Given material:
---

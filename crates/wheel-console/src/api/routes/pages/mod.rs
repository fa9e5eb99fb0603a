mod admin;

pub use admin::*;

---

After reading the listing above, print each line back exactly.

filename crates/wheel-console/src/api/routes/pages/mod.rs
repository fa9e5eb99fb0603a
mod admin;

pub use admin::*;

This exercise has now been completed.